#### Work to complete
Exactly those lines that run from the one containing "pub use error::WireError;" through the last line of the entries below should be printed, and no others.

=====

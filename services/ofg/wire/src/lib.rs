//! Message framing, typed records and decode dispatch for the OFG topology protocol.
//!
//! The protocol is a stream of length-prefixed binary messages exchanged
//! between a topology viewer and its backend controller. Every message
//! carries a transaction id so that asynchronous replies (statistics in
//! particular) can be matched to the request that caused them.
//!
//! ## Wire Format
//!
//! ```text
//! +----------------------+----------------------------+
//! | u16 length           | whole message, header incl.|
//! +----------------------+----------------------------+
//! | u8 type              | message type code          |
//! +----------------------+----------------------------+
//! | u32 xid              | transaction id             |
//! +----------------------+----------------------------+
//! | body                 | type-specific (0..65528B)  |
//! +----------------------+----------------------------+
//! ```
//!
//! All integers are big-endian. List bodies repeat a fixed-size record and
//! must be an exact multiple of it.

#![warn(missing_docs)]
#![warn(clippy::all)]

pub mod auth;
pub mod codec;
pub mod error;
pub mod ext;
pub mod flow;
pub mod frame;
pub mod header;
pub mod message;
pub mod registry;
pub mod request;
pub mod stats;
pub mod strings;
pub mod topology;

// Re-export main types
pub use auth::{AuthReply, AuthRequest, AuthStatus, AuthType};
pub use codec::Record;
pub use error::WireError;
pub use ext::{LinkFailure, LinkUtil, PowerComparison, PowerUsage, SwitchFailure, TrafficMatrix};
pub use flow::{Flow, FlowHop};
pub use frame::{Direction, MessageDecoder};
pub use header::{Header, MessageType, HEADER_SIZE, MAX_MESSAGE_SIZE};
pub use message::{Message, Payload, PollStart};
pub use request::{poll_interval_units, LinksRequest, Request, RequestType, ANY_TYPE};
pub use stats::{
    AggregateStatsReply, AggregateStatsRequest, Match, StatsHeader, StatsReply, StatsRequest,
    StatsType, SwitchDescription, Wildcards, ALL_TABLES, OFPP_NONE,
};
pub use topology::{LinkRecord, LinkSpec, LinkType, NodeRecord, NodeType};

=====

#### Final answer
pub use error::WireError;
pub use ext::{LinkFailure, LinkUtil, PowerComparison, PowerUsage, SwitchFailure, TrafficMatrix};
pub use flow::{Flow, FlowHop};
pub use frame::{Direction, MessageDecoder};
pub use header::{Header, MessageType, HEADER_SIZE, MAX_MESSAGE_SIZE};
pub use message::{Message, Payload, PollStart};
pub use request::{poll_interval_units, LinksRequest, Request, RequestType, ANY_TYPE};
pub use stats::{
    AggregateStatsReply, AggregateStatsRequest, Match, StatsHeader, StatsReply, StatsRequest,
    StatsType, SwitchDescription, Wildcards, ALL_TABLES, OFPP_NONE,
};
pub use topology::{LinkRecord, LinkSpec, LinkType, NodeRecord, NodeType};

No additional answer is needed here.